■ SOURCE DATA ■
○ ○ ○ ○ ○
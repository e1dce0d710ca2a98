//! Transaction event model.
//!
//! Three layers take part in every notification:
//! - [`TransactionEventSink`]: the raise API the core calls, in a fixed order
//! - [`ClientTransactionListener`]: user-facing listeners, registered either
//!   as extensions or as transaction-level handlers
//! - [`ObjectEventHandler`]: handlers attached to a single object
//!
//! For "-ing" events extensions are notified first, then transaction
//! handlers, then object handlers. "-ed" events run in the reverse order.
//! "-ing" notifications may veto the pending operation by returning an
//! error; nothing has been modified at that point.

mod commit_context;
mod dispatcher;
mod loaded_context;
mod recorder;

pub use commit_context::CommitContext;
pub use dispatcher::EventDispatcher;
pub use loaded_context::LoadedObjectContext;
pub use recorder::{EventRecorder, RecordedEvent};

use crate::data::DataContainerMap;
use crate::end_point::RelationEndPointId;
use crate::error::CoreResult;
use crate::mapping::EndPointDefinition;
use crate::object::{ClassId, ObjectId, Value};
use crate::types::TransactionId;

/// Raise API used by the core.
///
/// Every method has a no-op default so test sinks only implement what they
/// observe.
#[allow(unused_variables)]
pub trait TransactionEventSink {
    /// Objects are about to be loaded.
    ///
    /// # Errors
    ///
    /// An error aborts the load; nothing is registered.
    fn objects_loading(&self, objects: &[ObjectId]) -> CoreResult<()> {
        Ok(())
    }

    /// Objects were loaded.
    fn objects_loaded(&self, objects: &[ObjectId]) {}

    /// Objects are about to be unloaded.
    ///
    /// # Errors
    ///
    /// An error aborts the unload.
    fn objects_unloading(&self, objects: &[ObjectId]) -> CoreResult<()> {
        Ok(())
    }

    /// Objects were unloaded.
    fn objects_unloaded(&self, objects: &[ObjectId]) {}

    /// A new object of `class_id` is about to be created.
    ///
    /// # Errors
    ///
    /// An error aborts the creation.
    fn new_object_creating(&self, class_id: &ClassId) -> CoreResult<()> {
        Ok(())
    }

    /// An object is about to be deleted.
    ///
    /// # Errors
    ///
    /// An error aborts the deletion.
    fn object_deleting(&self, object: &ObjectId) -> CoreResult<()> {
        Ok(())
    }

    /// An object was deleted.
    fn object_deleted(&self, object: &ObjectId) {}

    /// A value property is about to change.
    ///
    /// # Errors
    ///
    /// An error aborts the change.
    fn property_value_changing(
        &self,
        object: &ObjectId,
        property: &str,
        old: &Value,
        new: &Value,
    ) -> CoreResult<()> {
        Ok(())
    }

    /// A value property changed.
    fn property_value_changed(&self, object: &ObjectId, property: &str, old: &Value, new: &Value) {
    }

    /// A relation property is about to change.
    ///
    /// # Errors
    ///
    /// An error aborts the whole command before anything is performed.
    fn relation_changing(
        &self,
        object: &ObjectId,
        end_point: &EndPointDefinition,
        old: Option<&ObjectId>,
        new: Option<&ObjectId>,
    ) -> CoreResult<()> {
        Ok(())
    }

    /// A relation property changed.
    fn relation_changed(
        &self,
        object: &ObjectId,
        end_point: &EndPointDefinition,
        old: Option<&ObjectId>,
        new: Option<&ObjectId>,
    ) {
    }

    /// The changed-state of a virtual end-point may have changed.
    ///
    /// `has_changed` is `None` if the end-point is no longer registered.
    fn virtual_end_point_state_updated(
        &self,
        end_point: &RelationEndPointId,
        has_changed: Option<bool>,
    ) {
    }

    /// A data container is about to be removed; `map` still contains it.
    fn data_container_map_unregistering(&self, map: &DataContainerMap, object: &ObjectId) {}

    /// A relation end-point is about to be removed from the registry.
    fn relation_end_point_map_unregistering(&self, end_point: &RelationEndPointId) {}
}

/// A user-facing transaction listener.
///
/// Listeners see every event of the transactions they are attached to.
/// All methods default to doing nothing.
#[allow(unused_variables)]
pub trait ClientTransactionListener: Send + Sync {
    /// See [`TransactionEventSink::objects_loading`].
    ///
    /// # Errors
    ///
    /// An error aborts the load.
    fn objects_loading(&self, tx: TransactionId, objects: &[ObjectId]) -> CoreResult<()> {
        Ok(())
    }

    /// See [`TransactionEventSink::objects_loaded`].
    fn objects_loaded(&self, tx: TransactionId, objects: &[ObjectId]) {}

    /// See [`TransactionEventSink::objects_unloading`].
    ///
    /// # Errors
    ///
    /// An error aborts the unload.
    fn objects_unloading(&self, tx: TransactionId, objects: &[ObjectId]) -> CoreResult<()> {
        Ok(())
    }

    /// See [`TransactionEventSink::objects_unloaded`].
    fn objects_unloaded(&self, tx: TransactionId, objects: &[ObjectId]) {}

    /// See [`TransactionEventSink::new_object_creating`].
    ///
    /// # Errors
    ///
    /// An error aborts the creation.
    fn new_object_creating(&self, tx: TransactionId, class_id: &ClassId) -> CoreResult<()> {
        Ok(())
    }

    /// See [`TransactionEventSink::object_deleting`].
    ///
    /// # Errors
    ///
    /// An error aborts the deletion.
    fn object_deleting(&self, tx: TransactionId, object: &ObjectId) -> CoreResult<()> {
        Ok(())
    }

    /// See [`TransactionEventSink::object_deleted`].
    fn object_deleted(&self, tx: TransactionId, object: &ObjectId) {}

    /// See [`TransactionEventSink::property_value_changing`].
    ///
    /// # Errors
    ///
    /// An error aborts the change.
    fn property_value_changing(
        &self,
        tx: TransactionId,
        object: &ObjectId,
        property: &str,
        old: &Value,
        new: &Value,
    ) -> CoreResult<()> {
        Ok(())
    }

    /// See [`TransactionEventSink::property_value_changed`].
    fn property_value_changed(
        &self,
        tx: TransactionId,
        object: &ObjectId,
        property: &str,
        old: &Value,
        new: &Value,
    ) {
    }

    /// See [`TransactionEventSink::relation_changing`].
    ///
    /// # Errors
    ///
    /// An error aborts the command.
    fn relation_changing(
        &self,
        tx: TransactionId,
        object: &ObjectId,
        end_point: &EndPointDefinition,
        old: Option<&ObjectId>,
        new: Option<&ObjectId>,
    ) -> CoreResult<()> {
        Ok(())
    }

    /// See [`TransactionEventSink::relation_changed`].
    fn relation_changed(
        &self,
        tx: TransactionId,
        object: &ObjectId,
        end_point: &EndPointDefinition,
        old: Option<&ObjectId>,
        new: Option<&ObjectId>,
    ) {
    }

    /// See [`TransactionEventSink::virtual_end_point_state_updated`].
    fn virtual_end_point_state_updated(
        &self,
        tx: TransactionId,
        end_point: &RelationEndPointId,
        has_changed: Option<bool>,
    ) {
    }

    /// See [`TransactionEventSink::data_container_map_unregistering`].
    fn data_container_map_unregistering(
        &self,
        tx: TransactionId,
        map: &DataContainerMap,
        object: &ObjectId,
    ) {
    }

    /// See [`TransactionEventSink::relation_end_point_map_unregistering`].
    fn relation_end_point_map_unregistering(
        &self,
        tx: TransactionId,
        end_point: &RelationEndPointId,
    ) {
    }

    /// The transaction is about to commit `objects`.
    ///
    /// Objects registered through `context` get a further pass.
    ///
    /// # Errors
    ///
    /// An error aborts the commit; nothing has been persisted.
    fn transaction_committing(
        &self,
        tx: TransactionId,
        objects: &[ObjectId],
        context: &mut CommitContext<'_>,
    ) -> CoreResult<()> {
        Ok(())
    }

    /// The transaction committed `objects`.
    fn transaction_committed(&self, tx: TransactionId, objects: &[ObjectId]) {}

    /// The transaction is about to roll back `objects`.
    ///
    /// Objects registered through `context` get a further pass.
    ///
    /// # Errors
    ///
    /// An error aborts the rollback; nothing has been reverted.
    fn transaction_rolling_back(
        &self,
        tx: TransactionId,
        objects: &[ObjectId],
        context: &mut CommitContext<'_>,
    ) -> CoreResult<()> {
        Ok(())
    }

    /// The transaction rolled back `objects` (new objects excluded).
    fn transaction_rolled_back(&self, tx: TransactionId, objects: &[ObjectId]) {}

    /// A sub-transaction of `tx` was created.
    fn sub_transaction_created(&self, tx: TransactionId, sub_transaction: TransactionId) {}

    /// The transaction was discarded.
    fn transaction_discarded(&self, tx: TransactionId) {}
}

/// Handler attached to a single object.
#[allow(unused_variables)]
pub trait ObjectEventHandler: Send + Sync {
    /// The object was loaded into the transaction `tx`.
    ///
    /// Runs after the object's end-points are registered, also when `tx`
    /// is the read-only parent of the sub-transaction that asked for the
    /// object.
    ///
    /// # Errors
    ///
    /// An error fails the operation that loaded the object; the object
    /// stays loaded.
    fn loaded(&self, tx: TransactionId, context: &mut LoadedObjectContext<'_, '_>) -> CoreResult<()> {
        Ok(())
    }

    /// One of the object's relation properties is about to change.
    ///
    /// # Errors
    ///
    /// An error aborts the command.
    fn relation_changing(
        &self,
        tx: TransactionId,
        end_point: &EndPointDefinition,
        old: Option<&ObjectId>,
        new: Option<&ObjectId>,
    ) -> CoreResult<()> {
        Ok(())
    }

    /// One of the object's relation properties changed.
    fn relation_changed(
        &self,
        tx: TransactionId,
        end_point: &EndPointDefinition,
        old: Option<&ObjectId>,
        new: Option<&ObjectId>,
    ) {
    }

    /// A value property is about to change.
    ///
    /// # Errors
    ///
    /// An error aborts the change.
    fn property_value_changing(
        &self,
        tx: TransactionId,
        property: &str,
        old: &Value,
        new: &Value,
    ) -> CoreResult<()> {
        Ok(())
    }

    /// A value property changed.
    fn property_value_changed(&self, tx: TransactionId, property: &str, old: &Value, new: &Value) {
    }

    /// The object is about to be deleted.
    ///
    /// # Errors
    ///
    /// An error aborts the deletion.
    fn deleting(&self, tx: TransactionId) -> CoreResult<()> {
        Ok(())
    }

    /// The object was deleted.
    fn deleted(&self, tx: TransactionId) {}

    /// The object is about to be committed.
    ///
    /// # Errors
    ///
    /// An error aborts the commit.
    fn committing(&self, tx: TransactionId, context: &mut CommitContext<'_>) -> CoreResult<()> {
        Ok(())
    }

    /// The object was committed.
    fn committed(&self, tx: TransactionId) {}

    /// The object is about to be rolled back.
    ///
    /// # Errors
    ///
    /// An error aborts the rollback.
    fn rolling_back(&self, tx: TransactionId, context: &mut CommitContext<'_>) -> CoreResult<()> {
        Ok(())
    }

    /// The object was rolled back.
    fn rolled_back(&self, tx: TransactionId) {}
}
○ ○ ○ ○ ○
In the answer, give the lines from the first line of the data through the line with "mod recorder;", exactly as they appear and with no additions.

repository e1dce0d710ca2a98
//! Transaction event model.
//!
//! Three layers take part in every notification:
//! - [`TransactionEventSink`]: the raise API the core calls, in a fixed order
//! - [`ClientTransactionListener`]: user-facing listeners, registered either
//!   as extensions or as transaction-level handlers
//! - [`ObjectEventHandler`]: handlers attached to a single object
//!
//! For "-ing" events extensions are notified first, then transaction
//! handlers, then object handlers. "-ed" events run in the reverse order.
//! "-ing" notifications may veto the pending operation by returning an
//! error; nothing has been modified at that point.

mod commit_context;
mod dispatcher;
mod loaded_context;
mod recorder;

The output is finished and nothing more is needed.